Такой книги мы еще не написали. Пожалуй, мы еще не можем ее написать. Мы сделали, что могли. Наш сборник есть предпосылка для такой книги. В небогатой литературе по нашему предмету он, как мы надеемся, займет место где-нибудь неподалеку от поучительной книги т. Покровской3.
Р. S. Настоящее предисловие было уже написано, когда дополнительно получена была статья «Детская литература в реконструктивный период», принадлежащая коллективу авторов, и статья Бармина «Веселая книжка». Эти вклады в наш сборник всякий признает ценными. Но они не меняют ни в чем общей характеристики, которую мы даем этому сборнику в предисловии.
Коллектив констатирует, что реконструктивный период чрезвычайно слабо отражается в детской литературе; следовательно, эта статья также сигнализирует неблагополучие. Указывается и правильный путь для преодоления этой беды, путь, конечно, нелегкий (легких путей тут нет), — именно организация кадров.

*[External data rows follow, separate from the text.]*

//! Identify the commit being released.

use std::path::Path;

use git2::{Repository, StatusOptions};

/// HEAD commit of the repository containing `project_root`.
#[derive(Debug, Clone, PartialEq, Eq, serde::Serialize)]
pub struct ReleaseInfo {
    pub commit: String,
    /// Whether tracked files differ from HEAD.
    pub dirty: bool,
}

/// Describe the project's HEAD. Returns `Ok(None)` outside a git repository
/// or before the first commit.
pub fn describe_head(project_root: &Path) -> anyhow::Result<Option<ReleaseInfo>> {
    let repo = match Repository::discover(project_root) {
        Ok(repo) => repo,
        Err(err) if err.code() == git2::ErrorCode::NotFound => return Ok(None),
        Err(err) => return Err(err.into()),
    };

    let head = match repo.head() {
        Ok(head) => head,
        Err(err)
            if err.code() == git2::ErrorCode::UnbornBranch
                || err.code() == git2::ErrorCode::NotFound =>
        {
            return Ok(None);
        }
        Err(err) => return Err(err.into()),
    };
    let commit = head.peel_to_commit()?;

    let mut options = StatusOptions::new();
    options.include_untracked(false).include_ignored(false);
    let dirty = !repo.statuses(Some(&mut options))?.is_empty();

    Ok(Some(ReleaseInfo {
        commit: commit.id().to_string(),
        dirty,
    }))
}

#[cfg(test)]
mod tests {
    use super::*;
    use tempfile::TempDir;

    fn commit_all(repo: &Repository, message: &str) {
        let mut index = repo.index().expect("index");
        index
            .add_all(["*"].iter(), git2::IndexAddOption::DEFAULT, None)
            .expect("add_all");
        index.write().expect("write index");
        let tree_id = index.write_tree().expect("write tree");
        let tree = repo.find_tree(tree_id).expect("find tree");
        let sig = git2::Signature::now("Test", "test@example.com").expect("signature");
        let parent = repo.head().ok().and_then(|h| h.peel_to_commit().ok());
        let parents: Vec<&git2::Commit> = parent.iter().collect();
        repo.commit(Some("HEAD"), &sig, &sig, message, &tree, &parents)
            .expect("commit");
    }

    #[test]
    fn outside_repository_is_none() {
        let temp = TempDir::new().expect("tempdir should succeed");
        // A temp dir may still sit inside some repository on the host.
        if Repository::discover(temp.path()).is_ok() {
            return;
        }
        assert_eq!(describe_head(temp.path()).expect("describe"), None);
    }

    #[test]
    fn unborn_head_is_none() {
        let temp = TempDir::new().expect("tempdir should succeed");
        Repository::init(temp.path()).expect("init");
        assert_eq!(describe_head(temp.path()).expect("describe"), None);
    }

    #[test]
    fn reports_head_commit_and_dirty_state() {
        let temp = TempDir::new().expect("tempdir should succeed");
        let repo = Repository::init(temp.path()).expect("init");
        std::fs::write(temp.path().join("index.php"), "<?php").expect("write");
        commit_all(&repo, "initial");

        let info = describe_head(temp.path()).expect("describe").expect("head");
        let head = repo.head().unwrap().peel_to_commit().unwrap();
        assert_eq!(info.commit, head.id().to_string());
        assert!(!info.dirty);

        std::fs::write(temp.path().join("index.php"), "<?php echo 1;").expect("write");
        let info = describe_head(temp.path()).expect("describe").expect("head");
        assert!(info.dirty);
    }
}
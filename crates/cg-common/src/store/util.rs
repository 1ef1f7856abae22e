#![allow(async_fn_in_trait)]

use deadpool_postgres::GenericClient;
use std::{sync::OnceLock, time::Instant};
use tracing::warn;

fn slow_query_threshold_ms() -> Option<u64> {
    static CACHE: OnceLock<Option<u64>> = OnceLock::new();

    *CACHE.get_or_init(|| {
        std::env::var("CG_DB_LOG_MIN_DURATION_MS")
            .ok()
            .and_then(|raw| raw.parse::<i64>().ok())
            .map(|v| v.max(0) as u64)
            .filter(|v| *v > 0)
    })
}

fn maybe_log_slow_query(label: &str, started_at: Instant) {
    if let Some(threshold_ms) = slow_query_threshold_ms() {
        let elapsed_ms = started_at.elapsed().as_millis() as u64;
        if elapsed_ms >= threshold_ms {
            warn!(query = label, elapsed_ms, "slow_query_detected");
        }
    }
}

/// Prepared-statement query helpers with slow-query logging, gated by
/// `CG_DB_LOG_MIN_DURATION_MS`.
pub trait TimedClientExt: GenericClient {
    async fn timed_query_cached(
        &self,
        statement: &str,
        params: &[&(dyn tokio_postgres::types::ToSql + Sync)],
        label: &str,
    ) -> Result<Vec<tokio_postgres::Row>, tokio_postgres::Error> {
        let started = Instant::now();
        let prepared = self.prepare_cached(statement).await?;
        let result = self.query(&prepared, params).await;
        maybe_log_slow_query(label, started);
        result
    }

    async fn timed_query_opt_cached(
        &self,
        statement: &str,
        params: &[&(dyn tokio_postgres::types::ToSql + Sync)],
        label: &str,
    ) -> Result<Option<tokio_postgres::Row>, tokio_postgres::Error> {
        let started = Instant::now();
        let prepared = self.prepare_cached(statement).await?;
        let result = self.query_opt(&prepared, params).await;
        maybe_log_slow_query(label, started);
        result
    }

    async fn timed_query_one_cached(
        &self,
        statement: &str,
        params: &[&(dyn tokio_postgres::types::ToSql + Sync)],
        label: &str,
    ) -> Result<tokio_postgres::Row, tokio_postgres::Error> {
        let started = Instant::now();
        let prepared = self.prepare_cached(statement).await?;
        let result = self.query_one(&prepared, params).await;
        maybe_log_slow_query(label, started);
        result
    }

    async fn timed_execute_cached(
        &self,
        statement: &str,
        params: &[&(dyn tokio_postgres::types::ToSql + Sync)],
        label: &str,
    ) -> Result<u64, tokio_postgres::Error> {
        let started = Instant::now();
        let prepared = self.prepare_cached(statement).await?;
        let result = self.execute(&prepared, params).await;
        maybe_log_slow_query(label, started);
        result
    }
}

impl<T: GenericClient + ?Sized> TimedClientExt for T {}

Статья т. Бармина также указывает на неблагополучие по линии «веселой книжки». Мы имеем здесь веселость то очень уж пустую, можно сказать, формалистического порядка, то натянутую. Побед у нас здесь очень мало. Тут приходится считаться с тем же Маршаком, с Хармсом, то есть буквально: один-два, и обчелся. Вопрос о смехе в художественной литературе не только детской, но и всей вообще — очень большой вопрос, и как раз по моему предложению, под моим руководством, Академия наук организовала секцию по изучению сатирического жанра. Я полагал, что в рамки этой секции введена будет самая разработка проблем смеха, начиная с его значения в физиологии человека до анализа всех форм его как оружия классового самоопределения и классовой борьбы. Будет очень хорошо, если знатоки детской литературы примкнут к этой работе Академии, так как вопрос о «веселой книжке», в сущности, входит сюда же, — косвенно, как материал, поскольку дело идет только о веселости, и прямо, как существенный элемент, поскольку дело может идти о заражении детских умов сарказмом, являющимся оружием в руках пролетариата, класса-строителя.
Хотя над вопросами комическими и сатирическими и т. д. работали не мало, но подлинно научной, прежде всего марксистской разработки вопросов этих еще нет. Тов. Бармин в своих общих суждениях идет по правильному пути и дает ценные указания.
Кроме того, в сборник входит вторая из двух статей М. Горького, напечатанных раньше в «Правде» в январе и марте с. г.4. Это делается с согласия Алексея Максимовича. Статьи его небесспорны и вызвали некоторую антикритику, но они представляют для всякого работника в области детской литературы значительный интерес.
Наше время чрезвычайно серьезно. Оно серьезно в своей радости потому, что основание нашей радости — это сознание постепенной победы на трудных и решающих путях, по которым идет наша страна. Оно серьезно в своем труде потому, что труд этот — напряженный и целью его является не только заработок куска хлеба, а построение нового мира, разрешение задачи, важной для всего человечества. Оно серьезно в своих скорбях опять-таки потому, что скорби наши — не мелкие обывательские огорчения, а какие-нибудь «неприятности», большие промашки, препятствия или потери на этом тяжелом и славном пути.
При таких обстоятельствах, при серьезности даже нашего веселья спрашивается: возможна ли у нас смешащая, смешная литература?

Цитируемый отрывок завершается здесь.